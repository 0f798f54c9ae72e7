//! Post-processing of expansions with explicit error terms.
//!
//! - `simplify_expansion` distributes coefficients containing the dependent variable, so that
//!   error terms can absorb parts of them
//! - `round_bterm_coefficients` rounds B-term coefficients up
//! - `set_bterm_valid_from` raises B-term thresholds
//! - `expansion_upper_bound` turns B-terms into exact terms, symbolically or as a number
//! - `taylor_with_explicit_error` expands `f(term)` with a B-term remainder
use std::collections::{BTreeMap, HashMap};

use log::debug;

use crate::asymptotic::errors::AsymptoticError;
use crate::asymptotic::expansion::Expansion;
use crate::asymptotic::growth::Growth;
use crate::asymptotic::terms::{
    BTerm, ExactTerm, Summand, Term, ValidFrom, round_up_coefficient, threshold_values,
};
use crate::symbolic::interval::Interval;
use crate::symbolic::symbolic_engine::Expr;
use crate::symbolic::utils::{ceil_f64, rational_from_f64};

/// Re-adds every summand whose coefficient contains the dependent variable part by part, so
/// that error terms get the chance to absorb single parts. Error terms are added first.
///
/// With `simplify_bterm_growth`, a B-term `B(c(k)*g)` becomes `c(upper)*B(g)` instead: the
/// dependent variable is replaced by its upper bound and moved into the growth.
pub fn simplify_expansion(
    expansion: &Expansion,
    simplify_bterm_growth: bool,
) -> Result<Expansion, AsymptoticError> {
    let ring = expansion.ring();
    let Some(bounds) = ring.bounds() else {
        return Ok(expansion.clone());
    };
    let positivity = bounds.positivity();
    let mut error_terms: Vec<Term> = Vec::new();
    let mut exact_terms: Vec<Term> = Vec::new();
    for term in expansion.terms() {
        let coefficient = match term.coefficient() {
            Some(coefficient) if bounds.is_mentioned_in(coefficient) => coefficient,
            _ => {
                if term.is_exact() {
                    exact_terms.push(term.clone());
                } else {
                    error_terms.push(term.clone());
                }
                continue;
            }
        };
        let expanded = coefficient.simplify_with(&positivity)?;
        match term {
            Term::B(b) if simplify_bterm_growth => {
                let at_upper = bounds.evaluate_at(&expanded, bounds.upper(), ring)?;
                let rest = ring.b_term(
                    Expr::one(),
                    b.growth().clone(),
                    ValidFrom::PerVariable(b.valid_from().clone()),
                )?;
                error_terms.extend((&at_upper * &rest)?.terms().cloned());
            }
            Term::B(b) => {
                for part in expanded.summands(&positivity)? {
                    error_terms.push(
                        BTerm::new(ring, b.growth().clone(), &part, b.valid_from().clone())?.into(),
                    );
                }
            }
            _ => {
                for part in expanded.summands(&positivity)? {
                    exact_terms.push(ExactTerm::new(term.growth().clone(), part)?.into());
                }
            }
        }
    }
    ring.from_terms(error_terms.into_iter().chain(exact_terms))
}

/// A copy of the expansion with every B-term coefficient rounded up to the given number of
/// decimals, separately for each power of the dependent variable.
///
/// # Examples
/// ```
/// use RustedAsymptotics::asymptotic::expansion_utils::round_bterm_coefficients;
/// use RustedAsymptotics::asymptotic::ring::{AsymptoticRing, RingOptions};
/// let ring = AsymptoticRing::new("n^QQ", RingOptions::default()).unwrap();
/// let error = ring.b(&ring.parse("27/23*n^(-2)").unwrap(), 10).unwrap();
/// let expansion = (&ring.generator() - &error).unwrap();
/// assert_eq!(expansion.to_string(), "n + B(27/23*n^(-2), n >= 10)");
/// let rounded = round_bterm_coefficients(&expansion, 0).unwrap();
/// assert_eq!(rounded.to_string(), "n + B(2*n^(-2), n >= 10)");
/// ```
pub fn round_bterm_coefficients(
    expansion: &Expansion,
    floating_point_digits: u32,
) -> Result<Expansion, AsymptoticError> {
    let mut rounded = expansion.clone();
    let dependent_variable = expansion.ring().dependent_variable();
    for term in rounded.summands_mut().terms_mut() {
        if let Term::B(b) = term {
            let coefficient = b.coefficient().cloned().unwrap_or_else(Expr::one);
            let coefficient =
                round_up_coefficient(&coefficient, floating_point_digits, dependent_variable)?;
            *b = b.with_coefficient(coefficient);
        }
    }
    Ok(rounded)
}

/// Raises the thresholds of all B-terms of the expansion in place. Thresholds for variables a
/// B-term does not have are ignored, variables missing from a map count as 1.
pub fn set_bterm_valid_from(
    expansion: &mut Expansion,
    valid_from: impl Into<ValidFrom>,
) -> &mut Expansion {
    let valid_from = valid_from.into();
    for term in expansion.summands_mut().terms_mut() {
        if let Term::B(b) = term {
            let thresholds: BTreeMap<String, u64> = b
                .valid_from()
                .keys()
                .map(|var| (var.clone(), valid_from.threshold_for(var)))
                .collect();
            b.raise_valid_from(&thresholds);
        }
    }
    expansion
}

/// Result of `expansion_upper_bound`.
#[derive(Clone, Debug, PartialEq)]
pub enum UpperBound {
    /// an exact expansion with the same growth
    Symbolic(Expansion),
    /// a number valid from the thresholds of all B-terms on
    Numeric(Expr),
}

impl UpperBound {
    pub fn symbolic(self) -> Option<Expansion> {
        match self {
            UpperBound::Symbolic(expansion) => Some(expansion),
            UpperBound::Numeric(_) => None,
        }
    }

    pub fn numeric(self) -> Option<Expr> {
        match self {
            UpperBound::Numeric(value) => Some(value),
            UpperBound::Symbolic(_) => None,
        }
    }
}

/// Upper bound of the absolute value of an expansion: every coefficient is replaced by its
/// absolute value and every B-term becomes an exact term.
///
/// With `numeric`, the bound is evaluated at the thresholds: every variable at the largest
/// threshold of all B-terms (at least `valid_from`, or 1), the dependent variable at its upper
/// bound.
///
/// # Errors
/// - `NoSameOrderBound` if the expansion contains an O-term
/// - `NotBounded` in numeric mode if the bound is not `O(1)`
pub fn expansion_upper_bound(
    expansion: &Expansion,
    numeric: bool,
    valid_from: Option<u64>,
) -> Result<UpperBound, AsymptoticError> {
    let ring = expansion.ring();
    let mut thresholds: BTreeMap<String, u64> = ring
        .variable_names()
        .iter()
        .map(|var| (var.clone(), valid_from.unwrap_or(1)))
        .collect();
    let mut terms: Vec<Term> = Vec::with_capacity(expansion.len());
    for term in expansion.terms() {
        let coefficient = match term {
            Term::O(_) => return Err(AsymptoticError::NoSameOrderBound(term.to_string())),
            _ => term.coefficient().cloned().unwrap_or_else(Expr::one),
        };
        terms.push(ExactTerm::new(term.growth().clone(), coefficient.abs())?.into());
        if let Term::B(b) = term {
            for (var, value) in b.valid_from() {
                let entry = thresholds.entry(var.clone()).or_insert(*value);
                *entry = (*entry).max(*value);
            }
        }
    }
    let bound = ring.from_terms(terms)?;
    if !numeric {
        return Ok(UpperBound::Symbolic(bound));
    }

    let constant_order = ring.o_term(Growth::one())?;
    if let Some(big_o) = constant_order.single_term() {
        for term in bound.terms() {
            if !big_o.can_absorb(term, ring)? {
                return Err(AsymptoticError::NotBounded(bound.to_string()));
            }
        }
    }
    let values = threshold_values(&thresholds);
    let bound = match ring.bounds() {
        Some(bounds) => {
            let upper_value = ring.monomial(bounds.upper().clone()).subs(&values)?;
            bound.map_coefficients(|c| {
                c.substitute_variable(bounds.dependent_variable(), &upper_value)
            })?
        }
        None => bound,
    };
    Ok(UpperBound::Numeric(bound.subs(&values)?))
}

/// Taylor expansion of `f` at `term` up to `order` summands with an explicit B-term remainder.
///
/// The remainder is `C*term^order` where `C` bounds `|f^(order)(z)/order!|` for `z` between 0
/// and the numeric upper bound of `term`, computed with interval arithmetic. `term` has to tend
/// to 0.
///
/// # Examples
/// ```
/// use RustedAsymptotics::asymptotic::expansion_utils::taylor_with_explicit_error;
/// use RustedAsymptotics::asymptotic::ring::{AsymptoticRing, RingOptions};
/// use RustedAsymptotics::symbolic::symbolic_engine::Expr;
/// let ring = AsymptoticRing::new("n^QQ", RingOptions::default()).unwrap();
/// let term = ring.parse("1/n").unwrap();
/// let f = |t: Expr| Expr::one() / (Expr::one() - t);
/// // |(1 - z)^(-3)| <= 27/8 for 0 <= z <= 1/3
/// let expansion = taylor_with_explicit_error(f, &term, Some(2), Some(3), true).unwrap();
/// assert_eq!(expansion.to_string(), "1 + n^(-1) + B(4*n^(-2), n >= 3)");
/// ```
pub fn taylor_with_explicit_error<F>(
    f: F,
    term: &Expansion,
    order: Option<usize>,
    valid_from: Option<u64>,
    round_constant: bool,
) -> Result<Expansion, AsymptoticError>
where
    F: Fn(Expr) -> Expr,
{
    if !term.is_little_o_of_one() {
        return Err(AsymptoticError::NotTendingToZero(term.to_string()));
    }
    let ring = term.ring();
    let mut term = term.clone();
    if let Some(valid_from) = valid_from {
        set_bterm_valid_from(&mut term, valid_from);
    }
    let order = order.unwrap_or_else(|| ring.default_prec());

    let z = "z";
    let mut derivative = f(Expr::var(z));
    let mut taylor = ring.zero();
    let mut term_power = ring.one();
    for j in 0..order {
        let at_zero = derivative.substitute_variable(z, &Expr::zero()).simplify()?;
        taylor = (&taylor + &term_power.scale(&at_zero)?)?;
        derivative = (derivative.diff(z) / Expr::from(j as i64 + 1)).simplify()?;
        term_power = (&term_power * &term)?;
    }

    let term_bound = expansion_upper_bound(&term, true, valid_from)?
        .numeric()
        .ok_or_else(|| AsymptoticError::NotBounded(term.to_string()))?;
    let upper = term_bound.to_interval()?.upper();
    let bindings = HashMap::from([(z.to_string(), Interval::exact(0.0, upper))]);
    let supremum = derivative.enclose(&bindings)?.abs().upper();
    if !supremum.is_finite() {
        return Err(AsymptoticError::NoFiniteBound {
            derivative: derivative.to_string(),
            upper: term_bound.to_string(),
        });
    }
    let constant = if round_constant {
        ceil_f64(supremum)
    } else {
        rational_from_f64(supremum)
    }
    .ok_or_else(|| AsymptoticError::NoFiniteBound {
        derivative: derivative.to_string(),
        upper: term_bound.to_string(),
    })?;
    debug!(
        "remainder constant {} for {} on [0, {}]",
        constant, derivative, term_bound
    );

    let remainder = term_power.scale(&Expr::Const(constant))?;
    let thresholds = match valid_from {
        Some(valid_from) => ValidFrom::Uniform(valid_from),
        None => {
            let mut thresholds: BTreeMap<String, u64> = ring
                .variable_names()
                .iter()
                .map(|var| (var.clone(), 1))
                .collect();
            for summand in remainder.terms() {
                if let Term::B(b) = summand {
                    for (var, value) in thresholds.iter_mut() {
                        *value = (*value).max(b.threshold_for(var).unwrap_or(1));
                    }
                }
            }
            ValidFrom::PerVariable(thresholds)
        }
    };
    let remainder = ring.b(&remainder, thresholds)?;
    &taylor + &remainder
}
use crate::symbolic::symbolic_engine::{Expr, SymbolicError};
use crate::symbolic::symbolic_simplify::Assumptions;
use crate::symbolic::utils::checked_powi;

#[derive(Clone, Copy, Debug, PartialEq, Eq, PartialOrd, Ord, Hash)]
pub(crate) enum FuncKind {
    Exp,
    Ln,
    Sin,
    Cos,
}

#[derive(Clone, Debug, PartialEq, Eq, PartialOrd, Ord, Hash)]
pub(crate) enum Atom {
    Var(String),
    /// integer base > 1
    Radical(BigInt),
    Abs(Poly),
    Func(FuncKind, Poly),
    Opaque(Poly),
}

#[derive(Clone, Debug, Default, PartialEq, Eq, PartialOrd, Ord, Hash)]
pub(crate) struct Monomial(BTreeMap<Atom, BigRational>);

#[derive(Clone, Debug, Default, PartialEq, Eq, PartialOrd, Ord, Hash)]
pub(crate) struct Poly(BTreeMap<Monomial, BigRational>);

fn is_even_integer(exp: &BigRational) -> bool {
    exp.is_integer() && exp.to_integer().is_even()
}

impl Atom {
    /// the atom itself is known to be >= 0
    fn is_nonnegative(&self, ctx: &Assumptions) -> bool {
        match self {
            Atom::Var(name) => ctx.is_positive(name),
            Atom::Radical(_) | Atom::Abs(_) => true,
            Atom::Func(FuncKind::Exp, _) => true,
            Atom::Func(..) => false,
            Atom::Opaque(p) => p.is_nonnegative(ctx),
        }
    }

    /// `self^exp` is known to be >= 0
    fn power_is_nonnegative(&self, exp: &BigRational, ctx: &Assumptions) -> bool {
        self.is_nonnegative(ctx)
            || exp.numer().is_even()
            || exp.denom().is_even()
    }

    fn to_expr(&self) -> Expr {
        match self {
            Atom::Var(name) => Expr::Var(name.clone()),
            Atom::Radical(base) => Expr::from(base.clone()),
            Atom::Abs(p) => Expr::Abs(p.to_expr().boxed()),
            Atom::Func(kind, p) => {
                let arg = p.to_expr().boxed();
                match kind {
                    FuncKind::Exp => Expr::Exp(arg),
                    FuncKind::Ln => Expr::Ln(arg),
                    FuncKind::Sin => Expr::sin(arg),
                    FuncKind::Cos => Expr::cos(arg),
                }
            }
            Atom::Opaque(p) => p.to_expr(),
        }
    }
}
━━━━━━━━━━━━━━━━━━━━━━━━━━━━━━
Exercise details:
The lines to retype, exactly and only, run from the first line of the material through the line with "let coefficient = match term.coefficient()".

Finished task:
repository 0f798f54c9ae72e7
//! Post-processing of expansions with explicit error terms.
//!
//! - `simplify_expansion` distributes coefficients containing the dependent variable, so that
//!   error terms can absorb parts of them
//! - `round_bterm_coefficients` rounds B-term coefficients up
//! - `set_bterm_valid_from` raises B-term thresholds
//! - `expansion_upper_bound` turns B-terms into exact terms, symbolically or as a number
//! - `taylor_with_explicit_error` expands `f(term)` with a B-term remainder
use std::collections::{BTreeMap, HashMap};

use log::debug;

use crate::asymptotic::errors::AsymptoticError;
use crate::asymptotic::expansion::Expansion;
use crate::asymptotic::growth::Growth;
use crate::asymptotic::terms::{
    BTerm, ExactTerm, Summand, Term, ValidFrom, round_up_coefficient, threshold_values,
};
use crate::symbolic::interval::Interval;
use crate::symbolic::symbolic_engine::Expr;
use crate::symbolic::utils::{ceil_f64, rational_from_f64};

/// Re-adds every summand whose coefficient contains the dependent variable part by part, so
/// that error terms get the chance to absorb single parts. Error terms are added first.
///
/// With `simplify_bterm_growth`, a B-term `B(c(k)*g)` becomes `c(upper)*B(g)` instead: the
/// dependent variable is replaced by its upper bound and moved into the growth.
pub fn simplify_expansion(
    expansion: &Expansion,
    simplify_bterm_growth: bool,
) -> Result<Expansion, AsymptoticError> {
    let ring = expansion.ring();
    let Some(bounds) = ring.bounds() else {
        return Ok(expansion.clone());
    };
    let positivity = bounds.positivity();
    let mut error_terms: Vec<Term> = Vec::new();
    let mut exact_terms: Vec<Term> = Vec::new();
    for term in expansion.terms() {
        let coefficient = match term.coefficient() {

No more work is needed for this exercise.